Artist: Znamenny Chant
 

Biography

Greek missionaries brought Christianity to Russia in the tenth century; along with them came monophonic Byzantine chant. Although the texts were soon translated into Slavonic, the music long adhered to Byzantine traditions, at the hands of extremely conservative copyists. Unfortunately, the Byzantine notation in use at the turn of the millennium was quite vague; it suggested the intervals between notes, but not their precise pitch.
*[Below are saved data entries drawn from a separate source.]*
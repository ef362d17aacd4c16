use std::fmt;
use std::str::FromStr;

use chrono::{DateTime, Utc};
use serde::{Deserialize, Serialize};
use uuid::Uuid;

/// Category of a reference document in the vector store.
#[derive(Debug, Clone, Copy, PartialEq, Eq, Hash, Serialize, Deserialize)]
#[serde(rename_all = "snake_case")]
pub enum ReferenceCategory {
    JobDescription,
    CvRubric,
    CaseStudy,
    ProjectRubric,
}

impl ReferenceCategory {
    /// Categories retrieved when evaluating a CV.
    pub const CV_STAGE: [ReferenceCategory; 2] =
        [ReferenceCategory::JobDescription, ReferenceCategory::CvRubric];

    /// Categories retrieved when evaluating a project report.
    pub const PROJECT_STAGE: [ReferenceCategory; 2] =
        [ReferenceCategory::CaseStudy, ReferenceCategory::ProjectRubric];

    pub fn as_str(&self) -> &'static str {
        match self {
            ReferenceCategory::JobDescription => "job_description",
            ReferenceCategory::CvRubric => "cv_rubric",
            ReferenceCategory::CaseStudy => "case_study",
            ReferenceCategory::ProjectRubric => "project_rubric",
        }
    }
}

impl fmt::Display for ReferenceCategory {
    fn fmt(&self, f: &mut fmt::Formatter<'_>) -> fmt::Result {
        f.write_str(self.as_str())
    }
}

impl FromStr for ReferenceCategory {
    type Err = String;

    fn from_str(s: &str) -> Result<Self, Self::Err> {
        match s {
            "job_description" => Ok(ReferenceCategory::JobDescription),
            "cv_rubric" => Ok(ReferenceCategory::CvRubric),
            "case_study" => Ok(ReferenceCategory::CaseStudy),
            "project_rubric" => Ok(ReferenceCategory::ProjectRubric),
            other => Err(format!("unknown reference category '{other}'")),
        }
    }
}

/// File-type tag of a stored document.
#[derive(Debug, Clone, Copy, PartialEq, Eq, Serialize, Deserialize)]
#[serde(into = "String", try_from = "String")]
pub enum DocumentKind {
    Cv,
    ProjectReport,
    Reference(ReferenceCategory),
}

impl DocumentKind {
    pub fn as_str(&self) -> &'static str {
        match self {
            DocumentKind::Cv => "cv",
            DocumentKind::ProjectReport => "project_report",
            DocumentKind::Reference(category) => category.as_str(),
        }
    }
}

impl fmt::Display for DocumentKind {
    fn fmt(&self, f: &mut fmt::Formatter<'_>) -> fmt::Result {
        f.write_str(self.as_str())
    }
}

impl FromStr for DocumentKind {
    type Err = String;

    fn from_str(s: &str) -> Result<Self, Self::Err> {
        match s {
            "cv" => Ok(DocumentKind::Cv),
            "project_report" => Ok(DocumentKind::ProjectReport),
            other => other
                .parse::<ReferenceCategory>()
                .map(DocumentKind::Reference)
                .map_err(|_| format!("unknown document kind '{other}'")),
        }
    }
}

impl From<DocumentKind> for String {
    fn from(kind: DocumentKind) -> Self {
        kind.as_str().to_string()
    }
}

impl TryFrom<String> for DocumentKind {
    type Error = String;

    fn try_from(value: String) -> Result<Self, Self::Error> {
        value.parse()
    }
}

/// A stored source document. Immutable once created.
#[derive(Debug, Clone, Serialize)]
pub struct Document {
    pub id: Uuid,
    pub filename: String,
    pub original_filename: String,
    pub kind: DocumentKind,
    pub file_path: String,
    pub created_at: DateTime<Utc>,
}

impl Document {
    pub fn new(new: NewDocument) -> Self {
        Self {
            id: Uuid::new_v4(),
            filename: new.filename,
            original_filename: new.original_filename,
            kind: new.kind,
            file_path: new.file_path,
            created_at: Utc::now(),
        }
    }
}

#[derive(Debug, Clone)]
pub struct NewDocument {
    pub filename: String,
    pub original_filename: String,
    pub kind: DocumentKind,
    pub file_path: String,
}
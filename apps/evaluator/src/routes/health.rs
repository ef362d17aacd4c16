use axum::Json;
use serde_json::{json, Value};

/// GET /health
/// Returns a simple status object with service version.
pub async fn health_handler() -> Json<Value> {
    Json(json!({
        "status": "ok",
        "version": env!("CARGO_PKG_VERSION"),
        "service": "cv-evaluator"
    }))
}
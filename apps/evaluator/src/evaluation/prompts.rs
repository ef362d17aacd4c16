// Prompt templates for the evaluation stages.
// Placeholders are `{name}` tokens filled by `fill`; weights come from `scores`.

use super::scores::{
    percent, ACHIEVEMENTS_WEIGHT, CODE_QUALITY_WEIGHT, CORRECTNESS_WEIGHT, CREATIVITY_WEIGHT,
    CULTURAL_FIT_WEIGHT, DOCUMENTATION_WEIGHT, EXPERIENCE_LEVEL_WEIGHT, MATCH_RATE_FACTOR,
    RESILIENCE_WEIGHT, TECHNICAL_SKILLS_WEIGHT,
};
use crate::rag::NO_CONTEXT;

/// CV evaluation prompt.
/// Replace: {job_title}, {context}, {cv_text}, the four `{w_*}` weights and {match_rate_factor}.
pub const CV_EVALUATION_TEMPLATE: &str = r#"You are an expert HR recruiter evaluating a candidate's CV for a {job_title} position.

REFERENCE CONTEXT (job description and CV scoring rubric):
{context}

CANDIDATE CV:
{cv_text}

Your task is to evaluate the candidate's CV against the job description using the scoring rubric provided.

Evaluate the following parameters (1-5 scale):
1. Technical Skills Match (Weight: {w_technical}%) - Alignment with job requirements (backend, databases, APIs, cloud, AI/LLM)
2. Experience Level (Weight: {w_experience}%) - Years of experience and project complexity
3. Relevant Achievements (Weight: {w_achievements}%) - Impact of past work (scaling, performance, adoption)
4. Cultural/Collaboration Fit (Weight: {w_cultural}%) - Communication, learning mindset, teamwork/leadership

Return your response in the following JSON format:
{
  "technical_skills_score": <1-5>,
  "experience_level_score": <1-5>,
  "achievements_score": <1-5>,
  "cultural_fit_score": <1-5>,
  "weighted_average": <calculated weighted average>,
  "match_rate": <weighted_average * {match_rate_factor}, as decimal 0-1>,
  "feedback": "<detailed feedback 3-5 sentences explaining strengths and gaps>"
}

Be objective and thorough. Provide specific examples from the CV to justify your scores."#;

/// Project report evaluation prompt.
/// Replace: {context}, {project_text} and the five `{w_*}` weights.
pub const PROJECT_EVALUATION_TEMPLATE: &str = r#"You are an expert technical evaluator assessing a candidate's project report for a backend developer take-home assignment.

REFERENCE CONTEXT (case study brief and project scoring rubric):
{context}

CANDIDATE'S PROJECT REPORT:
{project_text}

Your task is to evaluate the candidate's project report against the case study requirements using the scoring rubric.

Evaluate the following parameters (1-5 scale):
1. Correctness (Weight: {w_correctness}%) - Implements prompt design, LLM chaining, RAG context injection
2. Code Quality & Structure (Weight: {w_code_quality}%) - Clean, modular, reusable, tested
3. Resilience & Error Handling (Weight: {w_resilience}%) - Handles long jobs, retries, randomness, API failures
4. Documentation & Explanation (Weight: {w_documentation}%) - README clarity, setup instructions, trade-off explanations
5. Creativity/Bonus (Weight: {w_creativity}%) - Extra features beyond requirements

Return your response in the following JSON format:
{
  "correctness_score": <1-5>,
  "code_quality_score": <1-5>,
  "resilience_score": <1-5>,
  "documentation_score": <1-5>,
  "creativity_score": <1-5>,
  "weighted_average": <calculated weighted average>,
  "project_score": <weighted_average as decimal 1-5>,
  "feedback": "<detailed feedback 3-5 sentences explaining what was done well and what could be improved>"
}

Be thorough and specific. Reference actual implementation details from the report."#;

/// Final summary prompt. Plain prose, no JSON.
/// Replace: {job_title}, {cv_match_rate}, {cv_feedback}, {project_score}, {project_feedback}.
pub const SUMMARY_TEMPLATE: &str = r#"You are an expert technical hiring manager making a final assessment of a candidate for a {job_title} position.

CV EVALUATION RESULTS:
- Match Rate: {cv_match_rate} (out of 1.0)
- Feedback: {cv_feedback}

PROJECT EVALUATION RESULTS:
- Project Score: {project_score} (out of 5.0)
- Feedback: {project_feedback}

Based on both evaluations, provide a concise overall summary (3-5 sentences) that includes:
1. Overall strengths of the candidate
2. Key gaps or areas for improvement
3. Final recommendation (Strong Hire / Hire / Maybe / No Hire)

Return ONLY the summary text, no JSON format needed. Be direct and actionable."#;

pub fn build_cv_prompt(job_title: &str, context: &str, cv_text: &str) -> String {
    fill(
        CV_EVALUATION_TEMPLATE,
        &[
            ("job_title", job_title),
            ("context", context_or_sentinel(context)),
            ("cv_text", cv_text),
            ("w_technical", &percent(TECHNICAL_SKILLS_WEIGHT).to_string()),
            ("w_experience", &percent(EXPERIENCE_LEVEL_WEIGHT).to_string()),
            ("w_achievements", &percent(ACHIEVEMENTS_WEIGHT).to_string()),
            ("w_cultural", &percent(CULTURAL_FIT_WEIGHT).to_string()),
            ("match_rate_factor", &MATCH_RATE_FACTOR.to_string()),
        ],
    )
}

pub fn build_project_prompt(context: &str, project_text: &str) -> String {
    fill(
        PROJECT_EVALUATION_TEMPLATE,
        &[
            ("context", context_or_sentinel(context)),
            ("project_text", project_text),
            ("w_correctness", &percent(CORRECTNESS_WEIGHT).to_string()),
            ("w_code_quality", &percent(CODE_QUALITY_WEIGHT).to_string()),
            ("w_resilience", &percent(RESILIENCE_WEIGHT).to_string()),
            ("w_documentation", &percent(DOCUMENTATION_WEIGHT).to_string()),
            ("w_creativity", &percent(CREATIVITY_WEIGHT).to_string()),
        ],
    )
}

pub fn build_summary_prompt(
    job_title: &str,
    cv_match_rate: f64,
    cv_feedback: &str,
    project_score: f64,
    project_feedback: &str,
) -> String {
    fill(
        SUMMARY_TEMPLATE,
        &[
            ("job_title", job_title),
            ("cv_match_rate", &format!("{cv_match_rate:.2}")),
            ("cv_feedback", cv_feedback),
            ("project_score", &format!("{project_score:.2}")),
            ("project_feedback", project_feedback),
        ],
    )
}

fn context_or_sentinel(context: &str) -> &str {
    if context.trim().is_empty() {
        NO_CONTEXT
    } else {
        context
    }
}

/// Substitutes `{name}` placeholders in a single pass, so substituted values
/// are never scanned for placeholders themselves. Unknown `{...}` spans are
/// copied through.
fn fill(template: &str, vars: &[(&str, &str)]) -> String {
    let mut out = String::with_capacity(template.len());
    let mut rest = template;

    while let Some(open) = rest.find('{') {
        out.push_str(&rest[..open]);
        let after = &rest[open + 1..];

        let value = after.find('}').and_then(|close| {
            let name = &after[..close];
            vars.iter()
                .find(|(key, _)| *key == name)
                .map(|(_, value)| (*value, close))
        });

        match value {
            Some((value, close)) => {
                out.push_str(value);
                rest = &after[close + 1..];
            }
            None => {
                out.push('{');
                rest = after;
            }
        }
    }
    out.push_str(rest);
    out
}
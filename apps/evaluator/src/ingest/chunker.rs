//! Paragraph-first text chunking for reference documents.
//!
//! Text is split into paragraphs (`"\n\n"`); a paragraph longer than the chunk
//! size falls back to sentences. Units are packed into chunks of at most
//! `max_size` characters, and every chunk after the first starts with the tail
//! of the previous one. All sizes are counted in `char`s.

pub const DEFAULT_CHUNK_SIZE: usize = 1000;
pub const DEFAULT_CHUNK_OVERLAP: usize = 200;

const PARAGRAPH_SEPARATOR: &str = "\n\n";
const SENTENCE_SEPARATOR: &str = " ";

/// Splits `text` into overlapping chunks of at most `max_size` characters.
///
/// `max_size == 0` falls back to [`DEFAULT_CHUNK_SIZE`]; an `overlap` that is not
/// smaller than `max_size` is clamped to `max_size / 4`. The overlap carried into
/// a chunk shrinks when the next unit would not otherwise fit, and a unit that
/// cannot fit even on its own is split at the character boundary.
pub fn chunk_text(text: &str, max_size: usize, overlap: usize) -> Vec<String> {
    let max_size = if max_size == 0 {
        DEFAULT_CHUNK_SIZE
    } else {
        max_size
    };
    let overlap = if overlap >= max_size {
        max_size / 4
    } else {
        overlap
    };

    let normalized = text.replace("\r\n", "\n");
    let mut builder = ChunkBuilder::new(max_size, overlap);

    for paragraph in normalized.split(PARAGRAPH_SEPARATOR) {
        let paragraph = paragraph.trim();
        if paragraph.is_empty() {
            continue;
        }

        if char_len(paragraph) > max_size {
            for sentence in split_sentences(paragraph) {
                builder.push(sentence, SENTENCE_SEPARATOR);
            }
        } else {
            builder.push(paragraph, PARAGRAPH_SEPARATOR);
        }
    }

    builder.finish()
}

/// Splits on `.`, `!` and `?`, keeping the terminators. Runs of terminators
/// (`"..."`, `"?!"`) stay with the sentence they end.
fn split_sentences(text: &str) -> Vec<&str> {
    let mut sentences = Vec::new();
    let mut start = 0;
    let mut chars = text.char_indices().peekable();

    while let Some((idx, c)) = chars.next() {
        if !is_terminator(c) {
            continue;
        }
        if matches!(chars.peek(), Some((_, next)) if is_terminator(*next)) {
            continue;
        }
        let end = idx + c.len_utf8();
        sentences.push(&text[start..end]);
        start = end;
    }
    sentences.push(&text[start..]);

    sentences
        .into_iter()
        .map(str::trim)
        .filter(|s| !s.is_empty())
        .collect()
}

fn is_terminator(c: char) -> bool {
    matches!(c, '.' | '!' | '?')
}

struct ChunkBuilder {
    max_size: usize,
    overlap: usize,
    chunks: Vec<String>,
    buffer: String,
    /// Length of `buffer` in chars.
    buffer_len: usize,
    /// Chars at the front of `buffer` carried over from the previous chunk.
    seed_len: usize,
}

impl ChunkBuilder {
    fn new(max_size: usize, overlap: usize) -> Self {
        Self {
            max_size,
            overlap,
            chunks: Vec::new(),
            buffer: String::new(),
            buffer_len: 0,
            seed_len: 0,
        }
    }

    fn push(&mut self, unit: &str, separator: &str) {
        let separator_len = char_len(separator);
        let mut rest = unit;

        while !rest.is_empty() {
            let rest_len = char_len(rest);
            let joint = if self.buffer.is_empty() {
                0
            } else {
                separator_len
            };

            if self.buffer_len + joint + rest_len <= self.max_size {
                self.append(rest, separator);
                return;
            }

            if self.buffer_len > self.seed_len {
                self.close(rest_len + separator_len);
                continue;
            }

            // Only the carried-over seed is buffered and the unit still does
            // not fit: hard-split it.
            let room = self.max_size.saturating_sub(self.buffer_len + joint);
            if room == 0 {
                self.clear();
                continue;
            }

            let (head, tail) = rest.split_at(byte_offset(rest, room));
            self.append(head, separator);
            self.close(char_len(tail) + separator_len);
            rest = tail;
        }
    }

    fn append(&mut self, unit: &str, separator: &str) {
        if !self.buffer.is_empty() {
            self.buffer.push_str(separator);
            self.buffer_len += char_len(separator);
        }
        self.buffer.push_str(unit);
        self.buffer_len += char_len(unit);
    }

    /// Emits the buffer as a chunk and seeds the next one with its tail.
    /// `next_len` is the size of what will be appended next, separator included.
    fn close(&mut self, next_len: usize) {
        let chunk = std::mem::take(&mut self.buffer);

        let seed_len = if next_len <= self.max_size {
            self.overlap.min(self.max_size - next_len)
        } else {
            self.overlap
        };
        let seed = last_chars(&chunk, seed_len).to_string();

        self.buffer_len = char_len(&seed);
        self.seed_len = self.buffer_len;
        self.buffer = seed;
        self.chunks.push(chunk);
    }

    fn clear(&mut self) {
        self.buffer.clear();
        self.buffer_len = 0;
        self.seed_len = 0;
    }

    fn finish(mut self) -> Vec<String> {
        if self.buffer_len > self.seed_len {
            self.chunks.push(self.buffer);
        }
        self.chunks
    }
}

fn char_len(s: &str) -> usize {
    s.chars().count()
}

/// Byte offset of the `n`th char, or `s.len()` if `s` is shorter.
fn byte_offset(s: &str, n: usize) -> usize {
    s.char_indices().nth(n).map(|(i, _)| i).unwrap_or(s.len())
}

fn last_chars(s: &str, n: usize) -> &str {
    let len = char_len(s);
    if n >= len {
        s
    } else {
        &s[byte_offset(s, len - n)..]
    }
}
use std::path::{Path, PathBuf};

use bytes::Bytes;
use thiserror::Error;
use uuid::Uuid;

use crate::models::DocumentKind;

#[derive(Debug, Error)]
pub enum StorageError {
    #[error("invalid file extension '{0}', only .pdf is accepted")]
    InvalidExtension(String),

    #[error("failed to create upload directory {}: {source}", path.display())]
    CreateDir {
        path: PathBuf,
        #[source]
        source: std::io::Error,
    },

    #[error("failed to write {}: {source}", path.display())]
    Write {
        path: PathBuf,
        #[source]
        source: std::io::Error,
    },

    #[error("failed to delete {}: {source}", path.display())]
    Delete {
        path: PathBuf,
        #[source]
        source: std::io::Error,
    },
}

/// A file written by [`UploadStorage::save`].
#[derive(Debug, Clone)]
pub struct StoredFile {
    pub filename: String,
    pub path: PathBuf,
}

/// Local directory holding uploaded PDFs as `{kind}_{uuid}.pdf`.
#[derive(Debug, Clone)]
pub struct UploadStorage {
    root: PathBuf,
}

impl UploadStorage {
    pub fn new(root: impl Into<PathBuf>) -> Self {
        Self { root: root.into() }
    }

    pub fn root(&self) -> &Path {
        &self.root
    }

    pub async fn ensure_dir(&self) -> Result<(), StorageError> {
        tokio::fs::create_dir_all(&self.root)
            .await
            .map_err(|source| StorageError::CreateDir {
                path: self.root.clone(),
                source,
            })
    }

    pub async fn save(
        &self,
        kind: DocumentKind,
        original_name: &str,
        data: Bytes,
    ) -> Result<StoredFile, StorageError> {
        if !is_pdf(original_name) {
            return Err(StorageError::InvalidExtension(extension_of(original_name)));
        }

        let filename = format!("{}_{}.pdf", kind.as_str(), Uuid::new_v4());
        let path = self.root.join(&filename);
        tokio::fs::write(&path, &data)
            .await
            .map_err(|source| StorageError::Write {
                path: path.clone(),
                source,
            })?;

        Ok(StoredFile { filename, path })
    }

    pub async fn delete(&self, filename: &str) -> Result<(), StorageError> {
        let path = self.root.join(filename);
        tokio::fs::remove_file(&path)
            .await
            .map_err(|source| StorageError::Delete { path, source })
    }
}

/// Whether `name` carries a `.pdf` extension, case-insensitively.
pub fn is_pdf(name: &str) -> bool {
    extension_of(name) == "pdf"
}

fn extension_of(name: &str) -> String {
    Path::new(name)
        .extension()
        .and_then(|ext| ext.to_str())
        .map(|ext| ext.to_ascii_lowercase())
        .unwrap_or_default()
}

#[cfg(test)]
mod tests {
    use super::*;

    #[tokio::test]
    async fn test_save_writes_pdf_with_kind_prefix() {
        let dir = tempfile::tempdir().unwrap();
        let storage = UploadStorage::new(dir.path().join("uploads"));
        storage.ensure_dir().await.unwrap();

        let stored = storage
            .save(DocumentKind::Cv, "Jane Doe.PDF", Bytes::from_static(b"%PDF-1.4"))
            .await
            .unwrap();

        assert!(stored.filename.starts_with("cv_"));
        assert!(stored.filename.ends_with(".pdf"));
        assert_eq!(stored.path, storage.root().join(&stored.filename));
        assert_eq!(tokio::fs::read(&stored.path).await.unwrap(), b"%PDF-1.4");
    }

    #[tokio::test]
    async fn test_non_pdf_is_rejected() {
        let dir = tempfile::tempdir().unwrap();
        let storage = UploadStorage::new(dir.path());

        for name in ["report.docx", "noextension"] {
            let err = storage
                .save(DocumentKind::ProjectReport, name, Bytes::from_static(b"x"))
                .await
                .unwrap_err();
            assert!(matches!(err, StorageError::InvalidExtension(_)), "{name}");
        }
    }

    #[tokio::test]
    async fn test_delete_removes_file() {
        let dir = tempfile::tempdir().unwrap();
        let storage = UploadStorage::new(dir.path());
        let stored = storage
            .save(DocumentKind::ProjectReport, "report.pdf", Bytes::from_static(b"x"))
            .await
            .unwrap();

        storage.delete(&stored.filename).await.unwrap();
        assert!(!stored.path.exists());
        assert!(storage.delete(&stored.filename).await.is_err());
    }
}
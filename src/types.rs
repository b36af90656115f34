//! Shared data types: user identity and the login exchange payload.

#[cfg(test)]
#[path = "types_test.rs"]
mod types_test;

use serde::{Deserialize, Serialize};

/// Role marker for regular users.
pub const ROLE_USER: &str = "USER";
/// Role marker for privileged (admin) users.
pub const ROLE_ADMIN: &str = "ADMIN";

/// Authenticated user identity as returned by the login exchange and as
/// persisted in durable storage.
///
/// `role` is carried verbatim; unknown markers deserialize fine and simply
/// grant no privileges.
#[derive(Clone, Debug, PartialEq, Eq, Serialize, Deserialize)]
pub struct User {
    pub id: String,
    pub email: String,
    pub name: String,
    pub role: String,
}

/// Successful login exchange result: the identity plus its bearer token.
#[derive(Clone, Debug, Serialize, Deserialize)]
pub struct AuthPayload {
    pub user: User,
    pub token: String,
}
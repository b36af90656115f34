use super::*;

// =============================================================================
// NoopStorage
// =============================================================================

#[test]
fn noop_get_finds_nothing_after_set() {
    let storage = NoopStorage;
    storage.set("k", "v");
    assert_eq!(storage.get("k"), None);
}

#[test]
fn noop_remove_does_not_panic() {
    NoopStorage.remove("k");
}

// =============================================================================
// MemoryStorage
// =============================================================================

#[test]
fn memory_get_missing_returns_none() {
    let storage = MemoryStorage::default();
    assert_eq!(storage.get("absent"), None);
}

#[test]
fn memory_set_then_get() {
    let storage = MemoryStorage::default();
    storage.set("k", "v");
    assert_eq!(storage.get("k"), Some("v".to_owned()));
}

#[test]
fn memory_set_overwrites() {
    let storage = MemoryStorage::default();
    storage.set("k", "first");
    storage.set("k", "second");
    assert_eq!(storage.get("k"), Some("second".to_owned()));
}

#[test]
fn memory_remove_deletes_key() {
    let storage = MemoryStorage::default();
    storage.set("k", "v");
    storage.remove("k");
    assert_eq!(storage.get("k"), None);
}

#[test]
fn memory_remove_missing_is_noop() {
    MemoryStorage::default().remove("absent");
}

// =============================================================================
// FileStorage
// =============================================================================

#[test]
fn file_set_then_get() {
    let dir = tempfile::tempdir().expect("tempdir");
    let storage = FileStorage::new(dir.path());
    storage.set("cinema_token", "tok");
    assert_eq!(storage.get("cinema_token"), Some("tok".to_owned()));
}

#[test]
fn file_get_missing_returns_none() {
    let dir = tempfile::tempdir().expect("tempdir");
    let storage = FileStorage::new(dir.path());
    assert_eq!(storage.get("absent"), None);
}

#[test]
fn file_set_overwrites() {
    let dir = tempfile::tempdir().expect("tempdir");
    let storage = FileStorage::new(dir.path());
    storage.set("k", "first");
    storage.set("k", "second");
    assert_eq!(storage.get("k"), Some("second".to_owned()));
}

#[test]
fn file_remove_deletes_key() {
    let dir = tempfile::tempdir().expect("tempdir");
    let storage = FileStorage::new(dir.path());
    storage.set("k", "v");
    storage.remove("k");
    assert_eq!(storage.get("k"), None);
}

#[test]
fn file_remove_missing_is_noop() {
    let dir = tempfile::tempdir().expect("tempdir");
    FileStorage::new(dir.path()).remove("absent");
}

#[test]
fn file_values_visible_to_fresh_instance_over_same_root() {
    let dir = tempfile::tempdir().expect("tempdir");
    FileStorage::new(dir.path()).set("k", "persisted");
    let reopened = FileStorage::new(dir.path());
    assert_eq!(reopened.get("k"), Some("persisted".to_owned()));
}

#[test]
fn file_root_created_lazily_on_first_write() {
    let dir = tempfile::tempdir().expect("tempdir");
    let nested = dir.path().join("state").join("session");
    let storage = FileStorage::new(&nested);
    assert_eq!(storage.get("k"), None);
    storage.set("k", "v");
    assert_eq!(storage.get("k"), Some("v".to_owned()));
}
In practice, the hymns in Russia was transmitted orally from one generation to the next, and within a few hundred years the actual sung music had little if any relation to the notation. (Elsewhere, Byzantine notation had evolved into something more precise and useful, but it was not employed in Russia.) Reform became essential by the fifteenth century, and there developed new codification and mostly Slavonic terms for the neumes. The term "sign notation," or znamennaya notatsiya, came into use. The overall practice became known as "chanting by signs," or znamennïy raspev, which in English is mercifully simplified as "znamenny chant."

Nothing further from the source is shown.